Image: Section of Gathering Courtyard



Permeable pavements are porous surfaces that allow water to penetrate through into the soil while filtering pollutants. The incorporation of permeable pavement in our design will help to create a healthier and pollution-free environment for the Sayre community. In addition, permeable paving has cooling effects that would work to reduce temperatures in the surrounding environment. To this end, at the south of the school, a former service drive will be repurposed as a permeable, shaded, and flexible corridor that prioritizes pedestrian connectivity and stormwater capture while allowing service access and a variety of uses at different times of the day.


The promenade features spaces for community gathering, food distribution, and a market stand.

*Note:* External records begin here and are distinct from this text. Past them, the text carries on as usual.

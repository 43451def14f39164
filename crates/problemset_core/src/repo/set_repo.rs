//! Problem set repository contract and SQLite implementation.
//!
//! # Responsibility
//! - Store and return the wire body of each set, keyed by course and set id.
//! - Keep SQL details inside the persistence boundary.
//!
//! # Invariants
//! - Writes call `ProblemSet::check()` before touching SQL.
//! - Stored bodies always include the embedded `problems` array.
//! - Rows are addressed by `(course_id, set_id)`; `resource_path` mirrors
//!   `ProblemSet::url` for the same course.

use crate::config::CourseConfig;
use crate::db::DbError;
use crate::model::problem_set::{ModelError, ProblemSet, SetValidationError};
use rusqlite::{params, Connection, OptionalExtension, Row};
use serde_json::Value;
use std::error::Error;
use std::fmt::{Display, Formatter};

pub type RepoResult<T> = Result<T, RepoError>;

#[derive(Debug)]
pub enum RepoError {
    Validation(SetValidationError),
    Model(ModelError),
    Db(DbError),
    NotFound { course_id: String, set_id: String },
    InvalidData(String),
}

impl Display for RepoError {
    fn fmt(&self, f: &mut Formatter<'_>) -> std::fmt::Result {
        match self {
            Self::Validation(err) => write!(f, "{err}"),
            Self::Model(err) => write!(f, "{err}"),
            Self::Db(err) => write!(f, "{err}"),
            Self::NotFound { course_id, set_id } => {
                write!(f, "problem set not found: {course_id}/{set_id}")
            }
            Self::InvalidData(message) => write!(f, "invalid stored problem set: {message}"),
        }
    }
}

impl Error for RepoError {
    fn source(&self) -> Option<&(dyn Error + 'static)> {
        match self {
            Self::Validation(err) => Some(err),
            Self::Model(err) => Some(err),
            Self::Db(err) => Some(err),
            Self::NotFound { .. } | Self::InvalidData(_) => None,
        }
    }
}

impl From<SetValidationError> for RepoError {
    fn from(value: SetValidationError) -> Self {
        Self::Validation(value)
    }
}

impl From<ModelError> for RepoError {
    fn from(value: ModelError) -> Self {
        Self::Model(value)
    }
}

impl From<DbError> for RepoError {
    fn from(value: DbError) -> Self {
        Self::Db(value)
    }
}

impl From<rusqlite::Error> for RepoError {
    fn from(value: rusqlite::Error) -> Self {
        Self::Db(DbError::Sqlite(value))
    }
}

/// Whether a save inserted a new row or replaced an existing one.
#[derive(Debug, Clone, Copy, PartialEq, Eq)]
pub enum SaveOutcome {
    Created,
    Updated,
}

impl SaveOutcome {
    pub fn as_str(self) -> &'static str {
        match self {
            Self::Created => "created",
            Self::Updated => "updated",
        }
    }
}

/// Listing row for one stored set.
#[derive(Debug, Clone, PartialEq, Eq)]
pub struct SetSummary {
    pub set_id: String,
    pub resource_path: String,
    pub problem_count: usize,
    /// Epoch milliseconds.
    pub updated_at: i64,
}

/// Persistence contract for problem sets.
pub trait SetRepository {
    fn save_set(&self, course: &CourseConfig, set: &ProblemSet) -> RepoResult<SaveOutcome>;
    /// Returns the stored body exactly as a server would respond.
    fn fetch_set(&self, course: &CourseConfig, set_id: &str) -> RepoResult<Option<Value>>;
    fn delete_set(&self, course: &CourseConfig, set_id: &str) -> RepoResult<()>;
    /// Sets of one course ordered by `set_id`.
    fn list_sets(&self, course: &CourseConfig) -> RepoResult<Vec<SetSummary>>;
}

/// SQLite-backed set repository.
pub struct SqliteSetRepository<'conn> {
    conn: &'conn Connection,
}

impl<'conn> SqliteSetRepository<'conn> {
    pub fn new(conn: &'conn Connection) -> Self {
        Self { conn }
    }
}

impl SetRepository for SqliteSetRepository<'_> {
    fn save_set(&self, course: &CourseConfig, set: &ProblemSet) -> RepoResult<SaveOutcome> {
        set.check()?;

        let body = serde_json::to_string(&set.to_body()?)
            .map_err(|err| RepoError::Model(ModelError::Json(err)))?;
        let problem_count = i64::try_from(set.problems().len())
            .map_err(|_| RepoError::InvalidData("problem count overflow".to_string()))?;

        let updated = self.conn.execute(
            "UPDATE problem_sets
             SET
                resource_path = ?1,
                body = ?2,
                problem_count = ?3,
                updated_at = (strftime('%s', 'now') * 1000)
             WHERE course_id = ?4 AND set_id = ?5;",
            params![
                set.url(course),
                body,
                problem_count,
                course.course_id,
                set.set_id
            ],
        )?;
        if updated > 0 {
            return Ok(SaveOutcome::Updated);
        }

        self.conn.execute(
            "INSERT INTO problem_sets (course_id, set_id, resource_path, body, problem_count)
             VALUES (?1, ?2, ?3, ?4, ?5);",
            params![
                course.course_id,
                set.set_id,
                set.url(course),
                body,
                problem_count
            ],
        )?;
        Ok(SaveOutcome::Created)
    }

    fn fetch_set(&self, course: &CourseConfig, set_id: &str) -> RepoResult<Option<Value>> {
        let body = self
            .conn
            .query_row(
                "SELECT body FROM problem_sets WHERE course_id = ?1 AND set_id = ?2;",
                params![course.course_id, set_id],
                |row| row.get::<_, String>(0),
            )
            .optional()?;

        body.map(|text| {
            serde_json::from_str(&text).map_err(|err| {
                RepoError::InvalidData(format!("body of `{set_id}` is not valid JSON: {err}"))
            })
        })
        .transpose()
    }

    fn delete_set(&self, course: &CourseConfig, set_id: &str) -> RepoResult<()> {
        let deleted = self.conn.execute(
            "DELETE FROM problem_sets WHERE course_id = ?1 AND set_id = ?2;",
            params![course.course_id, set_id],
        )?;

        if deleted == 0 {
            return Err(RepoError::NotFound {
                course_id: course.course_id.clone(),
                set_id: set_id.to_string(),
            });
        }
        Ok(())
    }

    fn list_sets(&self, course: &CourseConfig) -> RepoResult<Vec<SetSummary>> {
        let mut stmt = self.conn.prepare(
            "SELECT set_id, resource_path, problem_count, updated_at
             FROM problem_sets
             WHERE course_id = ?1
             ORDER BY set_id ASC;",
        )?;

        let mut rows = stmt.query([course.course_id.as_str()])?;
        let mut summaries = Vec::new();
        while let Some(row) = rows.next()? {
            summaries.push(parse_summary_row(row)?);
        }
        Ok(summaries)
    }
}

fn parse_summary_row(row: &Row<'_>) -> RepoResult<SetSummary> {
    let set_id: String = row.get("set_id")?;
    let raw_count: i64 = row.get("problem_count")?;
    let problem_count = usize::try_from(raw_count).map_err(|_| {
        RepoError::InvalidData(format!(
            "negative problem_count `{raw_count}` for set `{set_id}`"
        ))
    })?;

    Ok(SetSummary {
        resource_path: row.get("resource_path")?,
        updated_at: row.get("updated_at")?,
        set_id,
        problem_count,
    })
}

The pathway expands upon the existing food distribution program in the health center by connecting the school with a greenhouse and raised beds; produce from which will be distributed to the community. This pathway also reconnects the school with the active recreation spaces of the Sayre Recreation Center. The two facilities will share the infrastructure at different times of the day. The existing basketball courts will be renovated to include shaded seating spaces, while lighting will be added to ensure this space is safely usable in the evening as well.

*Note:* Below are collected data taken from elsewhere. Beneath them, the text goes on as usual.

impl ProblemSet {
    /// Creates an empty set using the given timing settings.
    pub fn new(set_id: impl Into<String>, date_settings: DateSettings) -> Self {
        Self {
            set_id: set_id.into(),
            date_settings,
            ..Self::default()
        }
    }

    /// Pre-populates the problem list, keeping the given ids and order.
    pub fn with_problems(mut self, problems: Vec<Problem>) -> Self {
        self.problems = ProblemList::from(problems);
        self
    }

    /// Builds a set from a full server response.
    pub fn from_response(response: Value, date_settings: DateSettings) -> Result<Self, ModelError> {
        let mut set = Self {
            date_settings,
            ..Self::default()
        };
        set.hydrate(response)?;
        Ok(set)
    }

    /// Whether the set has never been persisted.
    pub fn is_new(&self) -> bool {
        self.id.is_none()
    }

    pub fn problems(&self) -> &ProblemList {
        &self.problems
    }

    pub fn date_settings(&self) -> &DateSettings {
        &self.date_settings
    }

    pub fn set_date_settings(&mut self, date_settings: DateSettings) {
        self.date_settings = date_settings;
    }

    /// Registers an observer for this set's events.
    pub fn subscribe(&mut self) -> Receiver<SetEvent> {
        self.events.subscribe()
    }

    /// Problems queued while the server list is not loaded yet.
    pub fn pending_problems(&self) -> &[Problem] {
        &self.pending_problems
    }

    /// Queues a problem to be added once the server list arrives.
    ///
    /// The queue drains, with fresh ids, the next time a response carrying
    /// `problems` is parsed.
    pub fn defer_problem(&mut self, problem: Problem) {
        self.pending_problems.push(problem);
    }

    pub fn date(&self, field: DateField) -> Option<i64> {
        match field {
            DateField::Open => self.open_date,
            DateField::Due => self.due_date,
            DateField::Answer => self.answer_date,
            DateField::ReducedScoring => self.reduced_scoring_date,
        }
    }

    pub fn set_date(&mut self, field: DateField, value: Option<i64>) {
        let slot = match field {
            DateField::Open => &mut self.open_date,
            DateField::Due => &mut self.due_date,
            DateField::Answer => &mut self.answer_date,
            DateField::ReducedScoring => &mut self.reduced_scoring_date,
        };
        *slot = value;
    }

    /// Resource path of this set: `<prefix>courses/<course>/sets/<set_id>`.
    ///
    /// An empty `set_id` yields a path ending in `sets/`.
    pub fn url(&self, course: &CourseConfig) -> String {
        format!(
            "{}courses/{}/sets/{}",
            course.url_prefix, course.course_id, self.set_id
        )
    }

    /// Sets all four dates from a due date (now when `None`).
    ///
    /// The due date moves to the configured time of day on its calendar day;
    /// the other dates are offset from it by the configured minutes.
    ///
    /// # Errors
    /// - Returns `DateOutOfRange` when `due` is not a representable instant.
    pub fn set_default_dates(&mut self, due: Option<i64>) -> Result<&mut Self, ModelError> {
        self.set_default_dates_at(due, Utc::now().timestamp())
    }

    /// `set_default_dates` with an explicit clock: `now` stands in for a
    /// missing `due`.
    pub fn set_default_dates_at(
        &mut self,
        due: Option<i64>,
        now: i64,
    ) -> Result<&mut Self, ModelError> {
        let due = due.unwrap_or(now);
        let settings = self.date_settings;

        let local_due = local_datetime(due, settings.utc_offset)?;
        let due_date = local_epoch(
            local_due.date_naive(),
            settings.due_time,
            settings.utc_offset,
        )
        .ok_or(ModelError::DateOutOfRange(due))?;

        self.due_date = Some(due_date);
        self.open_date = Some(due_date.saturating_sub(minutes(settings.open_prior_minutes)));
        self.answer_date = Some(due_date.saturating_add(minutes(settings.answers_after_minutes)));
        self.reduced_scoring_date =
            Some(due_date.saturating_sub(minutes(settings.reduced_scoring_minutes)));

        Ok(self)
    }

    /// Moves `field` to the calendar day of `date`, keeping its time of day.
    ///
    /// An unset field takes `date` as is.
    pub fn set_date_keeping_time(
        &mut self,
        field: DateField,
        date: i64,
    ) -> Result<&mut Self, ModelError> {
        let Some(current) = self.date(field) else {
            self.set_date(field, Some(date));
            return Ok(self);
        };

        let offset = self.date_settings.utc_offset;
        let current = local_datetime(current, offset)?;
        let target = local_datetime(date, offset)?;
        let merged = local_epoch(target.date_naive(), current.time(), offset)
            .ok_or(ModelError::DateOutOfRange(date))?;

        self.set_date(field, Some(merged));
        Ok(self)
    }

    /// Checks date ordering without notifying observers.
    pub fn check_dates(&self) -> Result<(), DateOrderError> {
        let reduced: &[(DateField, DateField)] = if self.enable_reduced_scoring {
            &REDUCED_SCORING_ORDERED
        } else {
            &[]
        };

        for &(first, second) in ALWAYS_ORDERED.iter().chain(reduced) {
            if let (Some(a), Some(b)) = (self.date(first), self.date(second)) {
                if a > b {
                    return Err(DateOrderError { first, second });
                }
            }
        }

        Ok(())
    }

    pub fn check_set_name(&self) -> Result<(), SetValidationError> {
        if SET_NAME_RE.is_match(&self.set_id) {
            Ok(())
        } else {
            Err(SetValidationError::InvalidSetName(self.set_id.clone()))
        }
    }

    /// Full candidate-state check with no side effects.
    pub fn check(&self) -> Result<(), SetValidationError> {
        self.check_dates()?;
        self.check_set_name()
    }

    /// Validates the whole set once for a save attempt.
    ///
    /// A date-ordering failure is also emitted as `SetEvent::DateError`.
    pub fn validate(&mut self) -> Result<(), SetValidationError> {
        if let Err(err) = self.check_dates() {
            debug!(
                "event=set_validate module=model status=error set_id={} error_code=date_order error={}",
                self.set_id, err
            );
            self.events.emit(SetEvent::DateError(DateErrorEvent::new(
                self.set_id.clone(),
                err.first,
                err.second,
            )));
            return Err(err.into());
        }

        self.check_set_name()
    }

    /// Copies `problem` into the list under the next free id.
    ///
    /// Emits `SetEvent::ProblemsChanged`. Persisting is the caller's job
    /// (see `ProblemSetService::add_problem`).
    pub fn add_problem(&mut self, problem: &Problem) -> ProblemId {
        let problem_id = self.problems.next_problem_id();
        let mut added = problem.clone();
        added.problem_id = problem_id;
        self.problems.push(added);

        self.events.emit(SetEvent::ProblemsChanged {
            set_id: self.set_id.clone(),
            problem_count: self.problems.len(),
        });
        problem_id
    }

    /// Takes the `problems` field out of a server response.
    ///
    /// When present (and not null) it replaces the local list and drains any
    /// deferred problems. The remaining attributes are returned for the
    /// generic merge.
    pub fn parse_server_response(
        &mut self,
        response: Value,
    ) -> Result<Map<String, Value>, ModelError> {
        let Value::Object(mut attributes) = response else {
            return Err(ModelError::NotAnObject);
        };

        if let Some(problems) = take_problems(&mut attributes)? {
            self.install_problems(problems);
        }
        Ok(attributes)
    }

    /// Overlays wire attributes onto the current state.
    ///
    /// Unknown keys are ignored; local settings and subscribers are kept.
    pub fn set_attributes(&mut self, attributes: Map<String, Value>) -> Result<(), ModelError> {
        let merged = self.merged(attributes)?;
        self.commit(merged);
        Ok(())
    }

    /// Applies a server response: problems first, then everything else.
    ///
    /// Either the whole response is applied or the set is left untouched.
    pub fn hydrate(&mut self, response: Value) -> Result<(), ModelError> {
        let Value::Object(mut attributes) = response else {
            return Err(ModelError::NotAnObject);
        };

        let problems = take_problems(&mut attributes)?;
        let merged = self.merged(attributes)?;

        self.commit(merged);
        if let Some(problems) = problems {
            self.install_problems(problems);
        }
        Ok(())
    }

    /// Decodes the current state overlaid with `attributes` into a new value.
    fn merged(&self, attributes: Map<String, Value>) -> Result<ProblemSet, ModelError> {
        let Value::Object(mut current) = serde_json::to_value(self)? else {
            return Err(ModelError::NotAnObject);
        };
        current.extend(attributes);
        Ok(serde_json::from_value(Value::Object(current))?)
    }

    /// Replaces the wire attributes with `merged`'s, keeping local-only state.
    fn commit(&mut self, mut merged: ProblemSet) {
        merged.date_settings = self.date_settings;
        merged.pending_problems = std::mem::take(&mut self.pending_problems);
        merged.events = std::mem::take(&mut self.events);
        *self = merged;
    }

    fn install_problems(&mut self, problems: Vec<Problem>) {
        self.problems.replace(problems);
        for problem in std::mem::take(&mut self.pending_problems) {
            self.add_problem(&problem);
        }
    }

    /// Request body for persistence: all attributes plus the problems array.
    pub fn to_body(&self) -> Result<Value, ModelError> {
        Ok(serde_json::to_value(self)?)
    }
}

/// Removes and decodes `problems`; absent and `null` both yield `None`.
fn take_problems(attributes: &mut Map<String, Value>) -> Result<Option<Vec<Problem>>, ModelError> {
    match attributes.remove("problems") {
        None | Some(Value::Null) => Ok(None),
        Some(problems) => Ok(Some(serde_json::from_value(problems)?)),
    }
}

/// Describes a set attribute for form labels and tooltips.
pub fn field_description(attribute: &str) -> Option<&'static str> {
    let description = match attribute {
        "set_id" => "Homework Set Name",
        "set_header" => "Header File for Homework Set",
        "hardcopy_header" => "Header File for A Hardcopy of the Homework Set",
        "open_date" => "Date and Time that the Homework Set opens",
        "due_date" => "Date and Time that the Homework Set is due",
        "answer_date" => "Date and time that the answers are made available",
        "reduced_scoring_date" => "Date and time that reduced scoring begins",
        "visible" => "Visible to Students",
        "enable_reduced_scoring" => "Is reduced scoring available?",
        "assignment_type" => "Type of the Assignment",
        "attempts_per_version" => "Number of Attempts Per Version",
        "time_interval" => "Time interval for creating new versions",
        "versions_per_interval" => "Number of versions allowed per time interval",
        "version_time_limit" => "Version Time Limit",
        "version_creation_time" => "Version Creation Time",
        "problem_randorder" => "View Problems in a Random Order",
        "version_last_attempt_time" => "Time of the last attempt on a version",
        "problems_per_page" => "Number of Problems Per Page",
        "hide_score" => "Hide the Score to the Student",
        "hide_score_by_problem" => "Hide the Score by Problem?",
        "hide_work" => "Hide the Work?",
        "time_limit_cap" => "Cap the version time limit at the due date",
        "restrict_ip" => "Restrict access by IP address",
        "relax_restrict_ip" => "Relax the IP restriction after the answer date",
        "restricted_login_proctor" => "Restricted to Login Proctor",
        "assigned_users" => "Users assigned to this set",
        _ => return None,
    };
    Some(description)
}

fn minutes(count: i64) -> i64 {
    count.saturating_mul(SECONDS_PER_MINUTE)
}

fn local_datetime(epoch: i64, offset: FixedOffset) -> Result<DateTime<FixedOffset>, ModelError> {
    DateTime::from_timestamp(epoch, 0)
        .map(|utc| utc.with_timezone(&offset))
        .ok_or(ModelError::DateOutOfRange(epoch))
}

fn local_epoch(date: NaiveDate, time: NaiveTime, offset: FixedOffset) -> Option<i64> {
    date.and_time(time)
        .and_local_timezone(offset)
        .single()
        .map(|datetime| datetime.timestamp())
}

"Access to, or even a view of, nature can have a lasting positive impact on employees’ job satisfaction levels, well-being, and stress levels”



Our survey responses showed that most of the staff and students at Sayre High School would like to see their school beautified. This can take place in a variety of ways, such as planting beautiful flowers in the rain gardens, managing overgrown plants, and overall reducing the concrete space in the central courtyards which the classrooms overlook. Redesigning the school’s parking lots and recreational centers will make the school a more accessible community gathering space for the greater Cobbs Creek neighborhood. With the addition of benches and a greenery, the parking lot can be converted into an outdoor venue for weekend farmers markets in which the students call showcase their produce from the school gardens, as well as being a space for other community events.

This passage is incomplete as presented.